A federal court has halted a telemarketing scheme that tricked senior citizens by pretending to be part of Medicare, and took millions of dollars from consumers’ bank accounts without their consent. The Federal Trade Commission seeks to permanently end the operation and return victims’ money.
According to a complaint filed by the FTC, the defendants called consumers – including many whose numbers were listed on the National Do Not Call Registry – and said they were providing a new Medicare card or information about Medicare benefits.
The defendants allegedly misrepresented that they were working on behalf of Medicare, and said they needed to verify consumers’ identities using personal information that included their bank account numbers.

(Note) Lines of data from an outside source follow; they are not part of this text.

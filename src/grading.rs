use crate::config::NO_MEANING;

/// True when `input` spells `expected`, ignoring case and surrounding whitespace.
///
/// An empty `expected` (no word drawn yet) never matches.
pub fn check(expected: &str, input: &str) -> bool {
    let expected = expected.trim();
    if expected.is_empty() {
        return false;
    }
    input.trim().to_lowercase() == expected.to_lowercase()
}

/// What the user sees after submitting a spelling.
#[derive(Debug, Clone, PartialEq, Eq)]
pub struct Feedback {
    pub correct: bool,
    pub attempt: String,
    pub expected: String,
    pub meaning: Option<String>,
    pub example: Option<String>,
}

impl Feedback {
    pub fn headline(&self) -> String {
        if self.correct {
            "Correct!".to_string()
        } else {
            format!(
                "Incorrect. Your spelling: {} / Correct spelling: {}",
                self.attempt.trim(),
                self.expected
            )
        }
    }

    pub fn meaning_text(&self) -> &str {
        self.meaning.as_deref().unwrap_or(NO_MEANING)
    }

    /// Headline, meaning and example as separate display lines.
    pub fn lines(&self) -> Vec<String> {
        let mut lines = vec![self.headline(), format!("Meaning: {}", self.meaning_text())];
        if let Some(example) = &self.example {
            lines.push(format!("Example: {}", example));
        }
        lines
    }
}

#[cfg(test)]
mod tests {
    use super::*;

    #[test]
    fn test_check_ignores_case_and_whitespace() {
        assert!(check("Apple", "apple "));
        assert!(check("Apple", "  APPLE"));
        assert!(check(" Apple ", "apple"));
    }

    #[test]
    fn test_check_rejects_partial_spelling() {
        assert!(!check("Apple", "Appl"));
        assert!(!check("Apple", "Apples"));
        assert!(!check("Apple", ""));
    }

    #[test]
    fn test_check_without_word_is_false() {
        assert!(!check("", "anything"));
        assert!(!check("", ""));
        assert!(!check("   ", "   "));
    }

    #[test]
    fn test_check_handles_non_ascii() {
        assert!(check("Café", "café"));
        assert!(check("Straße", "STRAßE"));
    }

    #[test]
    fn test_feedback_correct() {
        let feedback = Feedback {
            correct: true,
            attempt: "cat".to_string(),
            expected: "cat".to_string(),
            meaning: Some("an animal".to_string()),
            example: None,
        };
        assert_eq!(feedback.lines(), vec!["Correct!", "Meaning: an animal"]);
    }

    #[test]
    fn test_feedback_incorrect_shows_spelling_and_placeholders() {
        let feedback = Feedback {
            correct: false,
            attempt: "dgo ".to_string(),
            expected: "dog".to_string(),
            meaning: None,
            example: Some("The dog barks.".to_string()),
        };
        assert_eq!(
            feedback.lines(),
            vec![
                "Incorrect. Your spelling: dgo / Correct spelling: dog",
                "Meaning: No meaning available",
                "Example: The dog barks.",
            ]
        );
    }
}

They allegedly assured consumers that the information would not be used to debit their bank accounts, and that there was no charge for the new Medicare card or information about Medicare benefits.

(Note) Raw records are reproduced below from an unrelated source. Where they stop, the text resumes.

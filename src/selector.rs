use std::collections::HashSet;

use rand::seq::SliceRandom;
use rand::Rng;

use crate::error::SelectionError;
use crate::logger;

/// Whether the current pass still has undrawn words.
#[derive(Debug, Clone, Copy, PartialEq, Eq, Default)]
pub enum PassState {
    #[default]
    Active,
    /// Every pool member has been drawn; the next draw begins a new pass.
    Exhausted,
}

/// Draws words from a fixed pool without repeats until every pool member
/// has been drawn once; the next draw then starts a fresh pass.
#[derive(Debug, Clone, Default)]
pub struct SessionSelector {
    pool: Vec<String>,
    drawn: HashSet<String>,
    current: Option<String>,
    state: PassState,
    completed_passes: usize,
}

impl SessionSelector {
    pub fn new() -> Self {
        Self::default()
    }

    /// Samples up to `n` distinct words without replacement and starts a new pass.
    ///
    /// Identical strings count as one word, so the pool never holds duplicates.
    pub fn select_pool<R: Rng + ?Sized>(&mut self, words: &[String], n: usize, rng: &mut R) -> &[String] {
        let mut seen = HashSet::new();
        let distinct: Vec<&String> = words
            .iter()
            .filter(|word| seen.insert(word.as_str()))
            .collect();
        let n = n.min(distinct.len());
        self.pool = distinct
            .choose_multiple(rng, n)
            .map(|word| (*word).clone())
            .collect();
        self.restart();
        self.completed_passes = 0;
        logger::log(&format!(
            "Selected pool of {} out of {} distinct words",
            n,
            distinct.len()
        ));
        &self.pool
    }

    /// Forgets the draw history without changing the pool.
    pub fn restart(&mut self) {
        self.drawn.clear();
        self.current = None;
        self.state = PassState::Active;
    }

    /// Draws an undrawn pool word, starting a new pass first when the last one is exhausted.
    pub fn next<R: Rng + ?Sized>(&mut self, rng: &mut R) -> Result<&str, SelectionError> {
        if self.pool.is_empty() {
            return Err(SelectionError::EmptySelection);
        }

        if self.state == PassState::Exhausted || self.covers_pool() {
            self.drawn.clear();
            self.state = PassState::Active;
            self.completed_passes += 1;
            logger::log("All pool words drawn once, starting a new pass");
        }

        let available: Vec<&String> = self
            .pool
            .iter()
            .filter(|word| !self.drawn.contains(*word))
            .collect();
        let word = available
            .choose(rng)
            .map(|word| (*word).clone())
            .ok_or(SelectionError::EmptySelection)?;

        self.drawn.insert(word.clone());
        if self.covers_pool() {
            self.state = PassState::Exhausted;
        }
        Ok(self.current.insert(word).as_str())
    }

    fn covers_pool(&self) -> bool {
        self.pool.iter().all(|word| self.drawn.contains(word))
    }

    pub fn pool(&self) -> &[String] {
        &self.pool
    }

    pub fn pool_size(&self) -> usize {
        self.pool.len()
    }

    pub fn drawn_count(&self) -> usize {
        self.drawn.len()
    }

    pub fn current(&self) -> Option<&str> {
        self.current.as_deref()
    }

    pub fn state(&self) -> PassState {
        self.state
    }

    /// Passes finished since the pool was selected.
    pub fn completed_passes(&self) -> usize {
        self.completed_passes
    }
}

#[cfg(test)]
mod tests {
    use super::*;
    use rand::rngs::StdRng;
    use rand::SeedableRng;

    fn words(list: &[&str]) -> Vec<String> {
        list.iter().map(|w| w.to_string()).collect()
    }

    #[test]
    fn test_pool_larger_than_list_takes_everything() {
        let mut rng = StdRng::seed_from_u64(7);
        let list = words(&["cat", "dog", "sun"]);
        let mut selector = SessionSelector::new();
        let pool = selector.select_pool(&list, 50, &mut rng).to_vec();

        let mut sorted = pool.clone();
        sorted.sort();
        assert_eq!(sorted, words(&["cat", "dog", "sun"]));
        assert_eq!(selector.drawn_count(), 0);
    }

    #[test]
    fn test_pool_is_sampled_without_replacement() {
        let mut rng = StdRng::seed_from_u64(1);
        let list: Vec<String> = (0..20).map(|i| format!("w{i}")).collect();
        let mut selector = SessionSelector::new();
        let pool = selector.select_pool(&list, 5, &mut rng).to_vec();

        assert_eq!(pool.len(), 5);
        let unique: HashSet<&String> = pool.iter().collect();
        assert_eq!(unique.len(), 5);
        assert!(pool.iter().all(|w| list.contains(w)));
    }

    #[test]
    fn test_empty_pool_refuses_draw() {
        let mut rng = StdRng::seed_from_u64(3);
        let mut selector = SessionSelector::new();
        assert_eq!(selector.next(&mut rng), Err(SelectionError::EmptySelection));

        selector.select_pool(&[], 4, &mut rng);
        assert_eq!(selector.next(&mut rng), Err(SelectionError::EmptySelection));
    }

    #[test]
    fn test_no_repeat_within_a_pass() {
        let mut rng = StdRng::seed_from_u64(42);
        let list: Vec<String> = (0..6).map(|i| format!("w{i}")).collect();
        let mut selector = SessionSelector::new();
        selector.select_pool(&list, 6, &mut rng);

        for pass in 0..4 {
            let mut seen = HashSet::new();
            for _ in 0..selector.pool_size() {
                let word = selector.next(&mut rng).unwrap().to_string();
                assert!(selector.pool().contains(&word));
                assert!(seen.insert(word), "repeat inside pass {pass}");
            }
            assert_eq!(selector.state(), PassState::Exhausted);
        }
        assert_eq!(selector.completed_passes(), 3);
    }

    #[test]
    fn test_exhausted_pass_resets_on_next_draw() {
        let mut rng = StdRng::seed_from_u64(9);
        let list = words(&["cat", "dog"]);
        let mut selector = SessionSelector::new();
        selector.select_pool(&list, 2, &mut rng);

        selector.next(&mut rng).unwrap();
        assert_eq!(selector.state(), PassState::Active);
        selector.next(&mut rng).unwrap();
        assert_eq!(selector.state(), PassState::Exhausted);
        assert_eq!(selector.drawn_count(), 2);

        selector.next(&mut rng).unwrap();
        assert_eq!(selector.state(), PassState::Active);
        assert_eq!(selector.drawn_count(), 1);
    }

    #[test]
    fn test_duplicate_words_count_as_one() {
        let mut rng = StdRng::seed_from_u64(11);
        let list = words(&["echo", "echo", "solo"]);
        let mut selector = SessionSelector::new();
        let mut pool = selector.select_pool(&list, 3, &mut rng).to_vec();
        pool.sort();
        assert_eq!(pool, words(&["echo", "solo"]));

        let first = selector.next(&mut rng).unwrap().to_string();
        let second = selector.next(&mut rng).unwrap().to_string();
        assert_ne!(first, second);
        assert_eq!(selector.drawn_count(), selector.pool_size());
        assert_eq!(selector.state(), PassState::Exhausted);
    }

    #[test]
    fn test_current_tracks_last_draw() {
        let mut rng = StdRng::seed_from_u64(5);
        let list = words(&["cat"]);
        let mut selector = SessionSelector::new();
        selector.select_pool(&list, 1, &mut rng);
        assert!(selector.current().is_none());

        selector.next(&mut rng).unwrap();
        assert_eq!(selector.current(), Some("cat"));
        selector.next(&mut rng).unwrap();
        assert_eq!(selector.current(), Some("cat"));

        selector.restart();
        assert!(selector.current().is_none());
        assert_eq!(selector.drawn_count(), 0);
    }
}
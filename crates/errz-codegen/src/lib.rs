//! # Error catalogue generation for errz
//!
//! Error definitions live in JSON files, one object per file keyed by error
//! code. This crate validates them against a JSON Schema, merges them into a
//! single catalogue, and emits a Rust source file of constants plus one
//! Markdown reference page per domain.
//!
//! ## Usage
//!
//! The `errz-gen` binary runs the whole pipeline:
//!
//! ```bash
//! cargo run -p errz-codegen --bin errz-gen -- \
//!     -s ./schema/error_schema.json \
//!     -i ./definitions \
//!     -o ./src/errz_gen.rs \
//!     -d ./docs
//! ```
//!
//! Paths can also come from `errz.kdl` in the working directory; flags win.
//!
//! ## Modules
//!
//! - [`definition`] - Error definition records and the merged catalogue
//! - [`schema`] - JSON Schema validation of definition files
//! - [`loader`] - Concurrent loading and merging of a definitions directory
//! - [`codegen`] - Rust constant generation
//! - [`docs`] - Per-domain Markdown pages
//! - [`output`] - Writing generated artifacts
//! - [`pipeline`] - The end-to-end run
//! - [`config`] - `errz.kdl` configuration

pub mod cli;
pub mod codegen;
pub mod config;
pub mod definition;
pub mod docs;
pub mod error;
pub mod fs;
pub mod loader;
pub mod output;
pub mod pipeline;
pub mod schema;

pub use definition::{DefinitionSet, ErrorDefinition};
pub use error::{CodegenError, Result};
pub use pipeline::{Generator, GeneratorOps, Summary};
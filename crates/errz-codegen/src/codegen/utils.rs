use heck::ToPascalCase;
use proc_macro2::Span;

/// Enum variant for a schema enum value: `business` → `Business`,
/// `rate-limited` → `RateLimited`
pub(super) fn value_to_variant_name(value: &str) -> String {
    let variant = value
        .trim_start_matches(|c: char| !c.is_alphanumeric())
        .to_pascal_case();

    match variant.chars().next() {
        None => "Unknown".to_string(),
        Some(c) if c.is_ascii_digit() => format!("_{variant}"),
        Some(_) => variant,
    }
}

/// Replace anything that cannot appear in an identifier with `_`.
///
/// A leading digit gets a `_` prefix; an empty input becomes `unknown`.
pub(super) fn sanitize_name(s: &str) -> String {
    if s.is_empty() {
        return "unknown".to_string();
    }

    let sanitized: String = s
        .chars()
        .map(|c| if c.is_alphanumeric() || c == '_' { c } else { '_' })
        .collect();

    if sanitized.starts_with(|c: char| c.is_ascii_digit()) {
        format!("_{sanitized}")
    } else {
        sanitized
    }
}

/// Constant name for an error code: `pm-0001` → `PM_0001`
pub(super) fn const_name(code: &str) -> String {
    sanitize_name(code).to_uppercase()
}

/// Identifier for `s`, falling back to a raw identifier for keywords
pub(super) fn make_ident(s: &str) -> syn::Ident {
    let sanitized = sanitize_name(s);
    if sanitized != s {
        tracing::warn!(original = s, sanitized = %sanitized, "identifier sanitized");
    }

    match syn::parse_str::<syn::Ident>(&sanitized) {
        Ok(ident) => ident,
        Err(_) => syn::Ident::new_raw(&sanitized, Span::call_site()),
    }
}

#[cfg(test)]
mod tests {
    use super::*;

    #[test]
    fn test_const_name() {
        assert_eq!(const_name("PM0001"), "PM0001");
        assert_eq!(const_name("pm-0001"), "PM_0001");
        assert_eq!(const_name("0001"), "_0001");
    }

    #[test]
    fn test_value_to_variant_name() {
        assert_eq!(value_to_variant_name("business"), "Business");
        assert_eq!(value_to_variant_name("rate-limited"), "RateLimited");
        assert_eq!(value_to_variant_name("4xx"), "_4xx");
        assert_eq!(value_to_variant_name(""), "Unknown");
    }

    #[test]
    fn test_make_ident_keyword_is_raw() {
        assert_eq!(make_ident("match").to_string(), "r#match");
        assert_eq!(make_ident("PM0001").to_string(), "PM0001");
        assert_eq!(make_ident("pm-0001").to_string(), "pm_0001");
    }
}
use super::CodeGenerator;
use super::utils::{make_ident, value_to_variant_name};
use crate::definition::{Category, Severity};
use proc_macro2::TokenStream;
use quote::quote;

impl CodeGenerator {
    /// Declarations every generated file carries: the category and severity
    /// enums and the shared `ErrorDef` record type.
    pub(super) fn generate_support_types(&self) -> TokenStream {
        let record = make_ident(super::RECORD_TYPE);

        let category = self.generate_str_enum(
            "Category",
            " Broad classification of an error",
            Category::ALL.iter().map(|c| c.as_str()),
        );
        let severity = self.generate_str_enum(
            "Severity",
            " How serious an error is",
            Severity::ALL.iter().map(|s| s.as_str()),
        );

        quote! {
            #category
            #severity

            /// A declared error, generated from its JSON definition
            #[derive(Debug, Clone, Copy, PartialEq, Eq, Hash)]
            pub struct #record {
                pub domain: &'static str,
                pub code: &'static str,
                pub msg: &'static str,
                pub cause: &'static str,
                pub http_status: Option<u16>,
                pub category: Option<Category>,
                pub severity: Option<Severity>,
                pub solution: Option<&'static str>,
                pub is_retryable: bool,
                pub tags: &'static [&'static str],
            }

            impl ::core::fmt::Display for #record {
                fn fmt(&self, f: &mut ::core::fmt::Formatter<'_>) -> ::core::fmt::Result {
                    write!(f, "[{}] {}", self.code, self.msg)
                }
            }

            impl ::std::error::Error for #record {}
        }
    }

    /// A fieldless enum whose variants map back to their schema strings
    fn generate_str_enum<'a>(
        &self,
        name: &str,
        doc: &str,
        values: impl Iterator<Item = &'a str>,
    ) -> TokenStream {
        let ident = make_ident(name);
        let (variants, strings): (Vec<_>, Vec<_>) = values
            .map(|value| (make_ident(&value_to_variant_name(value)), value))
            .unzip();

        quote! {
            #[doc = #doc]
            #[derive(Debug, Clone, Copy, PartialEq, Eq, Hash)]
            pub enum #ident {
                #(#variants),*
            }

            impl #ident {
                pub const fn as_str(&self) -> &'static str {
                    match self {
                        #(Self::#variants => #strings),*
                    }
                }
            }
        }
    }

    /// Variant path for a category value, e.g. `Category::Business`
    pub(super) fn category_tokens(&self, category: Category) -> TokenStream {
        let variant = make_ident(&value_to_variant_name(category.as_str()));
        quote!(Category::#variant)
    }

    /// Variant path for a severity value, e.g. `Severity::High`
    pub(super) fn severity_tokens(&self, severity: Severity) -> TokenStream {
        let variant = make_ident(&value_to_variant_name(severity.as_str()));
        quote!(Severity::#variant)
    }
}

However, within a few weeks, consumers learned their bank accounts had been debited either $399 or $448 via remotely created checks (RCCs), the complaint alleges. Despite these charges, consumers did not receive any kind of product or service from the defendants. In some instances, the defendants debited the accounts of consumers they had not even contacted.
The defendants are Sun Bright Ventures LLC, Citadel ID Pro LLC, and Benjamin Todd Workman. The FTC named Trident Consulting Partners LLC and Glenn Erickson as relief defendants who profited from the scheme.